The Great American Military Rebrand
A new defense bill crammed with political pork smashes records, but you likely didn't hear the news, because War is Good again
Fifteen years ago, as the Bush years waned and political division began skyrocketing, one thing everyone agreed on was that “earmarks” were bad. A trifecta of scandals involving prison-bound congressman Randy “Duke” Cunningham, Republican super-lobbyist (and future Kevin Spacey role) Jack Abramoff, and a $320 million “bridge to nowhere” exposed an intricate system of legalized payoffs both parties scrambled to oppose.
Earmarks, those handy appropriations tools congressfolk used to slip million-dollar favors into the budget, had been ballooning in number for over a decade and looked so bad upon reveal, “corruption and ethics” became the top issue in the 2006 midterms. The Cunningham affair was the worst, featuring a congressman who wrote a “menu” of bribe services (he should have consulted Stringer Bell for legal advice there) and handed out tens of millions in dubious deals to a defense contractor named Mitchell Wade. The San Diego Tribune reporter who broke that story explained:
In return, the contractor showered the congressman with gifts — helping him finance a mansion in Rancho Santa Fe, a condo overlooking the nation’s capital, exclusive use of a yacht on the Potomac, antiques, private-jet travel and prostitutes.

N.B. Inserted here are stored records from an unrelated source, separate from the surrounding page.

//! Earnings surprise statistics
//!
//! The surprise of a quarter is `actual / estimated - 1`. Over the most recent
//! quarters the table keeps the mean surprise and its population standard
//! deviation.

use chrono::NaiveDate;
use serde::Serialize;
use tracing::{debug, info};

use crate::api::{EarningsSurprise, MarketDataSource};
use crate::error::{Result, ScreenerError};
use crate::metrics::Assembled;
use crate::report::{RunReport, Stage};
use crate::table::{MetricTable, Ticker};

pub const SURPRISE_AVERAGE: &str = "Earnings Surprise L5Y Average";
pub const SURPRISE_STD_DEV: &str = "Earnings Surprise Standard Deviation";

pub const METRICS: [&str; 2] = [SURPRISE_AVERAGE, SURPRISE_STD_DEV];

/// Mean and spread of the quarterly surprises
#[derive(Debug, Clone, PartialEq, Serialize)]
pub struct SurpriseStats {
    pub mean: f64,
    pub std_dev: f64,
    /// Quarters the statistics were computed over
    pub quarters: usize,
    /// Why the scan stopped before the end of the window, if it did
    pub cut_short: Option<String>,
}

/// Compute surprise statistics over the `window` most recent quarters
///
/// Quarters are ordered by date, newest first, when every date parses;
/// otherwise the provider's order is kept. The scan stops at the first
/// quarter that lacks a value or has a zero estimate, and the statistics
/// cover the quarters before it. Fails when fewer than `min_quarters`
/// quarters were usable.
pub fn surprise_stats(
    ticker: &Ticker,
    quarters: &[EarningsSurprise],
    window: usize,
    min_quarters: usize,
) -> Result<SurpriseStats> {
    let mut ordered: Vec<&EarningsSurprise> = quarters.iter().collect();

    let dates: Option<Vec<NaiveDate>> = ordered
        .iter()
        .map(|q| {
            q.date
                .as_deref()
                .and_then(|d| NaiveDate::parse_from_str(d, "%Y-%m-%d").ok())
        })
        .collect();

    match dates {
        Some(dates) => {
            let mut dated: Vec<_> = dates.into_iter().zip(ordered).collect();
            dated.sort_by(|a, b| b.0.cmp(&a.0));
            ordered = dated.into_iter().map(|(_, q)| q).collect();
        }
        None => debug!(%ticker, "undated earnings records, keeping provider order"),
    }

    ordered.truncate(window);

    let mut surprises = Vec::with_capacity(ordered.len());
    let mut cut_short = None;
    for quarter in ordered {
        match quarter_surprise(quarter) {
            Ok(surprise) => surprises.push(surprise),
            Err(reason) => {
                cut_short = Some(reason);
                break;
            }
        }
    }

    if surprises.len() < min_quarters {
        return Err(match cut_short {
            Some(reason) => ScreenerError::MalformedData {
                symbol: ticker.to_string(),
                reason,
            },
            None => ScreenerError::DataUnavailable {
                symbol: ticker.to_string(),
                reason: format!(
                    "{} reported quarters, {min_quarters} required",
                    surprises.len()
                ),
            },
        });
    }

    let n = surprises.len() as f64;
    let mean = surprises.iter().sum::<f64>() / n;
    let variance = surprises.iter().map(|s| (s - mean).powi(2)).sum::<f64>() / n;

    Ok(SurpriseStats {
        mean,
        std_dev: variance.sqrt(),
        quarters: surprises.len(),
        cut_short,
    })
}

/// Surprise of one quarter, or why it cannot be used
fn quarter_surprise(quarter: &EarningsSurprise) -> std::result::Result<f64, String> {
    let date = quarter.date.as_deref().unwrap_or("undated");

    let actual = quarter.actual_earning_result;
    let estimated = quarter.estimated_earning;
    let (Some(actual), Some(estimated)) = (actual, estimated) else {
        return Err(format!("quarter {date} is missing actual or estimate"));
    };

    if estimated == 0.0 {
        return Err(format!("quarter {date} has a zero estimate"));
    }

    let surprise = actual / estimated - 1.0;
    if !surprise.is_finite() {
        return Err(format!("quarter {date} has a non-finite surprise"));
    }

    Ok(surprise)
}

/// Build the earnings surprise table for `tickers`
pub async fn assemble(
    source: &dyn MarketDataSource,
    tickers: &[Ticker],
    window: usize,
    min_quarters: usize,
) -> Assembled {
    let mut table = MetricTable::zeroed(&METRICS, tickers);
    let mut report = RunReport::new();

    for ticker in tickers {
        let stats = match source.earnings_surprises(ticker).await {
            Ok(quarters) => surprise_stats(ticker, &quarters, window, min_quarters),
            Err(e) => Err(e),
        };

        match stats {
            Ok(stats) => {
                debug!(
                    %ticker,
                    mean = stats.mean,
                    std_dev = stats.std_dev,
                    quarters = stats.quarters,
                    "earnings surprise"
                );
                table.set(ticker, SURPRISE_AVERAGE, stats.mean);
                table.set(ticker, SURPRISE_STD_DEV, stats.std_dev);
                match stats.cut_short {
                    Some(reason) => report.record_truncated(
                        Stage::EarningsSurprise,
                        ticker,
                        stats.quarters,
                        reason,
                    ),
                    None => report.record_ok(Stage::EarningsSurprise, ticker),
                }
            }
            Err(e) => report.record_failure(Stage::EarningsSurprise, ticker, &e),
        }
    }

    info!(
        tickers = tickers.len(),
        failures = report.failure_count(),
        "earnings surprise metrics assembled"
    );

    Assembled { table, report }
}

#[cfg(test)]
mod tests {
    use super::*;
    use crate::api::MockMarketDataSource;
    use crate::config::ScreenerConfig;
    use crate::report::Outcome;

    fn t(symbol: &str) -> Ticker {
        Ticker::parse(symbol).unwrap()
    }

    fn quarter(date: &str, actual: f64, estimated: f64) -> EarningsSurprise {
        EarningsSurprise {
            date: Some(date.to_string()),
            actual_earning_result: Some(actual),
            estimated_earning: Some(estimated),
        }
    }

    /// Twelve quarters from 2021-01-25 to 2023-10-25, oldest first, each
    /// beating a 1.0 estimate by 10%
    fn three_years() -> Vec<EarningsSurprise> {
        (0..12)
            .map(|i| quarter(&format!("{}-{:02}-25", 2021 + i / 4, 1 + (i % 4) * 3), 1.1, 1.0))
            .collect()
    }

    #[test]
    fn test_mean_and_population_std() {
        // surprises: +10%, -10%, +10%, -10%
        let quarters = vec![
            quarter("2024-04-25", 1.1, 1.0),
            quarter("2024-01-25", 0.9, 1.0),
            quarter("2023-10-25", 2.2, 2.0),
            quarter("2023-07-25", 1.8, 2.0),
        ];

        let stats = surprise_stats(&t("MSFT"), &quarters, 20, 4).unwrap();
        assert_eq!(stats.quarters, 4);
        assert_eq!(stats.cut_short, None);
        assert!(stats.mean.abs() < 1e-12);
        assert!((stats.std_dev - 0.1).abs() < 1e-12);
    }

    #[test]
    fn test_uses_most_recent_quarters() {
        // Provider order scrambled; the two newest quarters beat by 50%
        let quarters = vec![
            quarter("2022-01-25", 1.0, 2.0),
            quarter("2024-01-25", 3.0, 2.0),
            quarter("2023-01-25", 1.0, 2.0),
            quarter("2024-04-25", 1.5, 1.0),
        ];

        let stats = surprise_stats(&t("AAPL"), &quarters, 2, 2).unwrap();
        assert_eq!(stats.quarters, 2);
        assert!((stats.mean - 0.5).abs() < 1e-12);
        assert!(stats.std_dev.abs() < 1e-12);
    }

    #[test]
    fn test_undated_records_keep_provider_order() {
        let quarters = vec![
            EarningsSurprise {
                date: None,
                actual_earning_result: Some(2.0),
                estimated_earning: Some(1.0),
            },
            quarter("2020-01-01", 0.0, 1.0),
        ];

        let stats = surprise_stats(&t("AAPL"), &quarters, 1, 1).unwrap();
        assert!((stats.mean - 1.0).abs() < 1e-12);
    }

    #[test]
    fn test_short_history_uses_available_quarters() {
        let min = ScreenerConfig::default().min_earnings_quarters;
        let stats = surprise_stats(&t("ABNB"), &three_years(), 20, min).unwrap();

        assert_eq!(stats.quarters, 12);
        assert_eq!(stats.cut_short, None);
        assert!((stats.mean - 0.1).abs() < 1e-12);
        assert!(stats.std_dev.abs() < 1e-12);
    }

    #[test]
    fn test_too_few_quarters_fails() {
        let quarters = vec![quarter("2024-04-25", 1.1, 1.0); 19];
        let err = surprise_stats(&t("TSLA"), &quarters, 20, 20).unwrap_err();
        assert!(matches!(err, ScreenerError::DataUnavailable { .. }));
    }

    #[test]
    fn test_zero_estimate_in_oldest_quarter_drops_only_that_quarter() {
        let mut quarters = three_years();
        quarters[0].estimated_earning = Some(0.0);

        let stats = surprise_stats(&t("PFE"), &quarters, 20, 1).unwrap();

        assert_eq!(stats.quarters, 11);
        assert!((stats.mean - 0.1).abs() < 1e-12);
        assert_eq!(
            stats.cut_short.as_deref(),
            Some("quarter 2021-01-25 has a zero estimate")
        );
    }

    #[test]
    fn test_zero_estimate_mid_window_stops_the_scan() {
        // 2022-07-25 is unusable; the five newer quarters are kept, the
        // older ones are not
        let mut quarters = three_years();
        quarters[6].estimated_earning = Some(0.0);
        quarters[0].actual_earning_result = Some(5.0);

        let stats = surprise_stats(&t("PFE"), &quarters, 20, 1).unwrap();

        assert_eq!(stats.quarters, 5);
        assert!((stats.mean - 0.1).abs() < 1e-12);
        assert!(stats.cut_short.is_some());
    }

    #[test]
    fn test_unusable_latest_quarter_fails() {
        let quarters = vec![quarter("2024-04-25", 0.1, 0.0), quarter("2024-01-25", 1.1, 1.0)];
        let err = surprise_stats(&t("TSLA"), &quarters, 20, 1).unwrap_err();
        assert!(matches!(err, ScreenerError::MalformedData { .. }));
    }

    #[test]
    fn test_missing_value_below_minimum_fails() {
        let quarters = vec![
            quarter("2024-04-25", 1.1, 1.0),
            EarningsSurprise {
                date: Some("2024-01-25".to_string()),
                actual_earning_result: None,
                estimated_earning: Some(1.0),
            },
        ];

        let stats = surprise_stats(&t("PFE"), &quarters, 20, 1).unwrap();
        assert_eq!(stats.quarters, 1);

        let err = surprise_stats(&t("PFE"), &quarters, 20, 2).unwrap_err();
        assert!(matches!(err, ScreenerError::MalformedData { .. }));
    }

    #[test]
    fn test_window_ignores_older_malformed_quarters() {
        let mut quarters = vec![quarter("2024-04-25", 1.2, 1.0)];
        quarters.push(quarter("2019-04-25", 1.0, 0.0));

        let stats = surprise_stats(&t("PFE"), &quarters, 1, 1).unwrap();
        assert!((stats.mean - 0.2).abs() < 1e-12);
        assert_eq!(stats.cut_short, None);
    }

    #[tokio::test]
    async fn test_assemble_zero_fills_failures() {
        let mut source = MockMarketDataSource::new();
        source.expect_earnings_surprises().returning(|ticker| {
            if ticker.as_str() == "MSFT" {
                Ok(vec![quarter("2024-04-25", 1.1, 1.0), quarter("2024-01-25", 1.3, 1.0)])
            } else {
                Ok(vec![quarter("2024-04-25", 1.1, 1.0)])
            }
        });

        let tickers = vec![t("MSFT"), t("TSLA")];
        let assembled = assemble(&source, &tickers, 20, 2).await;

        let mean = assembled.table.get(&tickers[0], SURPRISE_AVERAGE).unwrap();
        assert!((mean - 0.2).abs() < 1e-12);
        assert_eq!(assembled.table.get(&tickers[1], SURPRISE_AVERAGE), Some(0.0));
        assert_eq!(assembled.table.get(&tickers[1], SURPRISE_STD_DEV), Some(0.0));
        assert_eq!(assembled.report.failure_count(), 1);
    }

    #[tokio::test]
    async fn test_assemble_reports_cut_short_history() {
        let mut source = MockMarketDataSource::new();
        source.expect_earnings_surprises().returning(|_| {
            let mut quarters = three_years();
            quarters[0].estimated_earning = Some(0.0);
            Ok(quarters)
        });

        let tickers = vec![t("PFE")];
        let assembled = assemble(&source, &tickers, 20, 1).await;

        let mean = assembled.table.get(&tickers[0], SURPRISE_AVERAGE).unwrap();
        assert!((mean - 0.1).abs() < 1e-12);
        assert_eq!(assembled.report.failure_count(), 0);

        let issue = assembled.report.issues().next().unwrap();
        assert!(matches!(issue.outcome, Outcome::Truncated { used: 11, .. }));
    }
}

Fast forward to last week. As January 6th hearings, a presidential fist-bump, and a Kardashian spawn’s gender reveal gobbled attention, the House quietly passed a monster $839 billion defense package. It was “the definition of a bipartisan bill,” chirped Alabama’s Mike Rogers, as 180 Democrats and 149 Republicans joined to smash by tens of billions previous records for military spending. With this already underreported story, just one news outlet, Roll Call, described a “first of its kind” report published by the Department of Defense Comptroller’s office, which revealed at least $58 billion of “congressional additions” above Joe Biden’s budget request.
As former Senate aide and defense budget analyst Winslow Wheeler puts it, these “additions” are “not (all) earmarks under either the House’s or Senate’s shriveled definition of them, but they are all earmarks… under the classic understanding.” What’s in those requests? As Roll Call’s Donnelly explains, the $58 billion included “money to respond to disasters and the war in Ukraine,” but also:
Billions of dollars in weapons the military did not seek, such as more than $4 billion worth of unrequested warships, many of them built by the constituents of senior appropriators.

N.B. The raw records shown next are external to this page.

//! Command-line interface for the quartile screener
//!
//! ```bash
//! export FMP_API_KEY=...
//! cargo run -p screener-cli -- MSFT AAPL TSLA PFE
//! ```

use std::path::PathBuf;
use std::time::Duration;

use anyhow::Context;
use clap::{Parser, ValueEnum};
use screener::{FormatOptions, FormatterFactory, OutputFormat, Screener, ScreenerConfig};
use screener_utils::{LogFormat, LoggingConfig};
use tracing::info;

#[derive(Debug, Clone, Copy, PartialEq, Eq, ValueEnum)]
enum FormatArg {
    Table,
    Json,
}

impl From<FormatArg> for OutputFormat {
    fn from(arg: FormatArg) -> Self {
        match arg {
            FormatArg::Table => OutputFormat::Table,
            FormatArg::Json => OutputFormat::Json,
        }
    }
}

#[derive(Parser, Debug)]
#[command(name = "screener-cli")]
#[command(about = "Rank stocks by quality/growth, ESG and earnings surprise", long_about = None)]
struct Args {
    /// Tickers to screen (space or comma separated); defaults to MSFT AAPL TSLA PFE
    #[arg(value_delimiter = ',')]
    tickers: Vec<String>,

    /// JSON config file
    #[arg(short, long)]
    config: Option<PathBuf>,

    /// Financial Modeling Prep API key (overrides FMP_API_KEY)
    #[arg(long)]
    api_key: Option<String>,

    /// API host (overrides FMP_BASE_URL)
    #[arg(long)]
    base_url: Option<String>,

    /// Request timeout in seconds
    #[arg(long)]
    timeout: Option<u64>,

    /// Client-side request budget per minute
    #[arg(long)]
    requests_per_minute: Option<u32>,

    /// Quarters used for earnings surprise statistics
    #[arg(long)]
    earnings_window: Option<usize>,

    /// Usable quarters required for earnings surprise statistics (default 1)
    #[arg(long)]
    min_quarters: Option<usize>,

    /// Output format
    #[arg(short, long, value_enum, default_value_t = FormatArg::Table)]
    format: FormatArg,

    /// Also print the raw metric tables
    #[arg(long)]
    show_metrics: bool,

    /// Do not print failed or partial stages
    #[arg(long)]
    hide_issues: bool,

    /// Increase log verbosity (-v debug, -vv trace)
    #[arg(short, long, action = clap::ArgAction::Count)]
    verbose: u8,

    /// Emit logs as JSON
    #[arg(long)]
    log_json: bool,
}

impl Args {
    fn logging(&self) -> LoggingConfig {
        let format = if self.log_json {
            LogFormat::Json
        } else {
            LogFormat::Pretty
        };
        LoggingConfig::from_verbosity(self.verbose).with_format(format)
    }

    fn format_options(&self) -> FormatOptions {
        FormatOptions {
            show_metrics: self.show_metrics,
            show_issues: !self.hide_issues,
        }
    }

    /// Defaults, then config file, then environment, then flags
    fn screener_config(&self) -> anyhow::Result<ScreenerConfig> {
        let mut builder = ScreenerConfig::builder();

        if let Some(path) = &self.config {
            builder = builder
                .with_file_path(path)
                .with_context(|| format!("failed to load {}", path.display()))?;
        }

        builder = builder.with_env();

        if !self.tickers.is_empty() {
            builder = builder.tickers(self.tickers.iter().cloned());
        }
        if let Some(key) = &self.api_key {
            builder = builder.api_key(key.clone());
        }
        if let Some(url) = &self.base_url {
            builder = builder.base_url(url.clone());
        }
        if let Some(secs) = self.timeout {
            builder = builder.request_timeout(Duration::from_secs(secs));
        }
        if let Some(rpm) = self.requests_per_minute {
            builder = builder.requests_per_minute(rpm);
        }
        if let Some(window) = self.earnings_window {
            builder = builder.earnings_window(window);
        }
        if let Some(min) = self.min_quarters {
            builder = builder.min_earnings_quarters(min);
        }

        Ok(builder.build()?)
    }
}

#[tokio::main]
async fn main() -> anyhow::Result<()> {
    let args = Args::parse();

    // Initialize tracing
    screener_utils::init_tracing_with(&args.logging());

    let config = args.screener_config().context("invalid configuration")?;
    info!(tickers = ?config.tickers, "Starting screener-cli");

    let screener = Screener::from_config(config)?;
    let run = screener.run().await;

    let formatter = FormatterFactory::create(args.format.into());
    let output = formatter.format_run(&run, args.format_options())?;
    println!("{output}");

    Ok(())
}

#[cfg(test)]
mod tests {
    use super::*;

    #[test]
    fn test_parse_tickers_and_flags() {
        let args = Args::try_parse_from([
            "screener-cli",
            "msft,aapl",
            "pfe",
            "--api-key",
            "k",
            "--format",
            "json",
            "--min-quarters",
            "12",
            "-vv",
        ])
        .unwrap();

        assert_eq!(args.tickers, vec!["msft", "aapl", "pfe"]);
        assert_eq!(args.format, FormatArg::Json);
        assert_eq!(args.verbose, 2);
        assert_eq!(args.logging().default_filter, "trace");

        let config = args.screener_config().unwrap();
        let symbols: Vec<_> = config.tickers.iter().map(|t| t.as_str()).collect();
        assert_eq!(symbols, vec!["MSFT", "AAPL", "PFE"]);
        assert_eq!(config.api_key.as_deref(), Some("k"));
        assert_eq!(config.min_earnings_quarters, 12);
    }

    #[test]
    fn test_default_format_options() {
        let args = Args::try_parse_from(["screener-cli"]).unwrap();
        let options = args.format_options();
        assert!(options.show_issues);
        assert!(!options.show_metrics);
        assert_eq!(OutputFormat::from(args.format), OutputFormat::Table);
    }

    #[test]
    fn test_invalid_config_is_reported() {
        let args = Args::try_parse_from(["screener-cli", "--api-key", "k", "--min-quarters", "0"])
            .unwrap();
        assert!(args.screener_config().is_err());
    }
}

This felt like Duke Cunningham days, back with a vengeance. The $58 billion revealed by the Department of Defense only pertained to “congressional increases” larger than $20 million. I asked the DoD to ask if they also counted smaller appropriations. So far, they’ve declined to comment, but according to several sources (and Roll Call), the actual amount of “additions” is almost surely far higher than $58 billion.
Both the triumphant return of the earmark and the enormous defense hike should have been big stories. To put $58 billion (at least) in defense “increases” in context, the amount of overall federal earmarks in 2006, the infamous year that prompted so much outrage, was said to be $26 billion. Meanwhile Biden’s one-year arms increase exceeds the pace of Donald Trump’s infamous $200 billion collective defense hike between 2017-2019. These are major surges past the levels of both pork and weapons spending that had progressives roaring for “change,” yet there’s almost zero outcry now. Why?
It feels like just the latest echo in a prolonged, very successful re-marketing effort. In 2008, disdain for the “War on Terror” propelled Barack Obama past Hillary Clinton, and failures in Afghanistan and other factors after Obama’s election soon led to the ultimate Beltway horror, i.e. proposed budget cuts. A Reuters story from early 2011 details the misery gripping the Pentagon after Obama suggested cutting $78 billion:
The proposed cuts, unveiled at a somber Pentagon briefing on Thursday, follow increased White House and congressional scrutiny of military spending, which has doubled in real terms since the September 11, 2001, attacks.
From that point, however, the U.S. embarked upon what geopolitical analyst Christopher Mott calls the “millennial rebrand of the neoconservative project,” and the Pentagon’s fortunes rose anew. In the Obama years, think-tankers, pundits, and other actors began to push inverted, left-friendly versions of Bush’s rejected military utopianism, this time focusing on using force to achieve social justice aims abroad. It worked, brilliantly.